Investigator Lim sees hope that the EyeArt AI system will be able to screen more patients for diabetic retinopathy and help prevent blindness.

EyeArt is an artificial intelligence system that has been developed and tested to help bridge the gap in screening for diabetic retinopathy. As the numbers of people with diabetes continue to grow, there aren’t enough ophthalmologists and other health care providers to adequately screen for diabetic eye disease.
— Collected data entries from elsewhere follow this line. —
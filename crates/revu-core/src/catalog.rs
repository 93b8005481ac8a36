//! Catalog records: categories, genres, titles, and the ownable reviews and
//! comments attached to them.

use std::sync::LazyLock;

use chrono::{DateTime, Datelike, Utc};
use regex::Regex;
use serde::{Deserialize, Deserializer, Serialize};

use crate::{Error, Result};

pub const NAME_MAX_LEN: usize = 256;
pub const SLUG_MAX_LEN: usize = 50;
pub const EARLIEST_YEAR: i32 = 1500;
pub const SCORE_RANGE: std::ops::RangeInclusive<u8> = 1..=10;

static SLUG_RE: LazyLock<Regex> =
  LazyLock::new(|| Regex::new(r"^[-a-zA-Z0-9_]+$").expect("slug pattern"));

fn validate_name(name: &str) -> Result<()> {
  if name.trim().is_empty() {
    return Err(Error::validation("name is required"));
  }
  if name.chars().count() > NAME_MAX_LEN {
    return Err(Error::validation(format!(
      "name must be at most {NAME_MAX_LEN} characters"
    )));
  }
  Ok(())
}

fn validate_slug(slug: &str) -> Result<()> {
  if slug.len() > SLUG_MAX_LEN {
    return Err(Error::validation(format!(
      "slug must be at most {SLUG_MAX_LEN} characters"
    )));
  }
  if !SLUG_RE.is_match(slug) {
    return Err(Error::validation(format!(
      "slug {slug:?} may contain only latin letters, digits, '-' and '_'"
    )));
  }
  Ok(())
}

fn validate_year(year: i32) -> Result<()> {
  let current = Utc::now().year();
  if !(EARLIEST_YEAR..=current).contains(&year) {
    return Err(Error::validation(format!(
      "year must be between {EARLIEST_YEAR} and {current}"
    )));
  }
  Ok(())
}

fn validate_text(text: &str) -> Result<()> {
  if text.trim().is_empty() {
    return Err(Error::validation("text is required"));
  }
  Ok(())
}

fn validate_score(score: u8) -> Result<()> {
  if !SCORE_RANGE.contains(&score) {
    return Err(Error::validation("score must be between 1 and 10"));
  }
  Ok(())
}

// ─── Categories and genres ───────────────────────────────────────────────────

/// Categories and genres share one shape: a display name and a unique slug.
#[derive(Debug, Clone, PartialEq, Eq, Serialize, Deserialize)]
pub struct Tag {
  pub name: String,
  pub slug: String,
}

impl Tag {
  pub fn validate(&self) -> Result<()> {
    validate_name(&self.name)?;
    validate_slug(&self.slug)
  }
}

/// Which of the two slug-keyed collections a [`Tag`] belongs to.
#[derive(Debug, Clone, Copy, PartialEq, Eq, strum::Display)]
#[strum(serialize_all = "lowercase")]
pub enum TagKind {
  Category,
  Genre,
}

// ─── Titles ──────────────────────────────────────────────────────────────────

/// A title as read back, with its category and genres expanded and the
/// average review score attached.
#[derive(Debug, Clone, Serialize, Deserialize)]
pub struct Title {
  pub id:          i64,
  pub name:        String,
  pub year:        i32,
  pub description: Option<String>,
  pub category:    Option<Tag>,
  pub genre:       Vec<Tag>,
  /// Average review score, truncated; `None` without reviews.
  pub rating:      Option<i64>,
}

/// Input for creating a title. Category and genres are referenced by slug.
#[derive(Debug, Clone, Deserialize)]
pub struct NewTitle {
  pub name:        String,
  pub year:        i32,
  pub description: Option<String>,
  pub category:    Option<String>,
  #[serde(default)]
  pub genre:       Vec<String>,
}

impl NewTitle {
  pub fn validate(&self) -> Result<()> {
    validate_name(&self.name)?;
    validate_year(self.year)
  }
}

#[derive(Debug, Clone, Default, Deserialize)]
pub struct TitlePatch {
  pub name:        Option<String>,
  pub year:        Option<i32>,
  pub description: Option<String>,
  /// Absent leaves the category alone; `null` clears it.
  #[serde(default, deserialize_with = "present")]
  pub category:    Option<Option<String>>,
  pub genre:       Option<Vec<String>>,
}

/// Marks a field that appeared in the input, even as `null`.
fn present<'de, D, T>(d: D) -> std::result::Result<Option<Option<T>>, D::Error>
where
  D: Deserializer<'de>,
  T: Deserialize<'de>,
{
  Option::<T>::deserialize(d).map(Some)
}

impl TitlePatch {
  pub fn validate(&self) -> Result<()> {
    if let Some(name) = &self.name {
      validate_name(name)?;
    }
    if let Some(year) = self.year {
      validate_year(year)?;
    }
    Ok(())
  }
}

/// Filters accepted when listing titles.
#[derive(Debug, Clone, Default, Deserialize)]
pub struct TitleFilter {
  /// Category slug, exact.
  pub category: Option<String>,
  /// Genre slug, exact.
  pub genre:    Option<String>,
  /// Substring of the title name.
  pub name:     Option<String>,
  pub year:     Option<i32>,
}

// ─── Reviews ─────────────────────────────────────────────────────────────────

#[derive(Debug, Clone, Serialize, Deserialize)]
pub struct Review {
  pub id:       i64,
  pub title_id: i64,
  /// Username of the author.
  pub author:   String,
  pub text:     String,
  pub score:    u8,
  pub pub_date: DateTime<Utc>,
}

/// Body of a review submission; the title and author come from the request.
#[derive(Debug, Clone, Deserialize)]
pub struct ReviewBody {
  pub text:  String,
  pub score: u8,
}

impl ReviewBody {
  pub fn validate(&self) -> Result<()> {
    validate_text(&self.text)?;
    validate_score(self.score)
  }
}

#[derive(Debug, Clone)]
pub struct NewReview {
  pub title_id: i64,
  pub author:   String,
  pub text:     String,
  pub score:    u8,
}

#[derive(Debug, Clone, Default, Deserialize)]
pub struct ReviewPatch {
  pub text:  Option<String>,
  pub score: Option<u8>,
}

impl ReviewPatch {
  pub fn validate(&self) -> Result<()> {
    if let Some(text) = &self.text {
      validate_text(text)?;
    }
    if let Some(score) = self.score {
      validate_score(score)?;
    }
    Ok(())
  }
}

// ─── Comments ────────────────────────────────────────────────────────────────

#[derive(Debug, Clone, Serialize, Deserialize)]
pub struct Comment {
  pub id:        i64,
  pub review_id: i64,
  pub author:    String,
  pub text:      String,
  pub pub_date:  DateTime<Utc>,
}

#[derive(Debug, Clone, Deserialize)]
pub struct CommentBody {
  pub text: String,
}

impl CommentBody {
  pub fn validate(&self) -> Result<()> { validate_text(&self.text) }
}

#[derive(Debug, Clone)]
pub struct NewComment {
  pub review_id: i64,
  pub author:    String,
  pub text:      String,
}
Jennifer I. Lim, MD, Marion H. Schenk Esq. Chair, Professor of Ophthalmology, and Director of Retina Service at the University of Illinois at Chicago presented the results of a clinical trial of the EyeArt system at the 2019 Association for Research in Vision and Ophthalmology (ARVO) Imaging in the Eye Conference in Vancouver, BC.

Lim told MD Magazine® that the EyeArt system has a “great ability to be useful to detect referable DR [diabetic retinopathy] from non-referable DR and what that really means in the practical sense is that the EyeArt system and this artificial intelligence system is useful in order to help triage patients and screen for diabetic retinopathy.”

She added that her hope that EyeArt will contribute to reducing blindness in this population in the future.

In part 1 of the interview, Lim shared about the growing need for diabetic retinopathy screening as the population of patients with diabetes continues to grow worldwide. Part 2 covered how the EyeArt system was trained and then tested in a clinical trial. Lim delved into the results of the clinical trial in part 3.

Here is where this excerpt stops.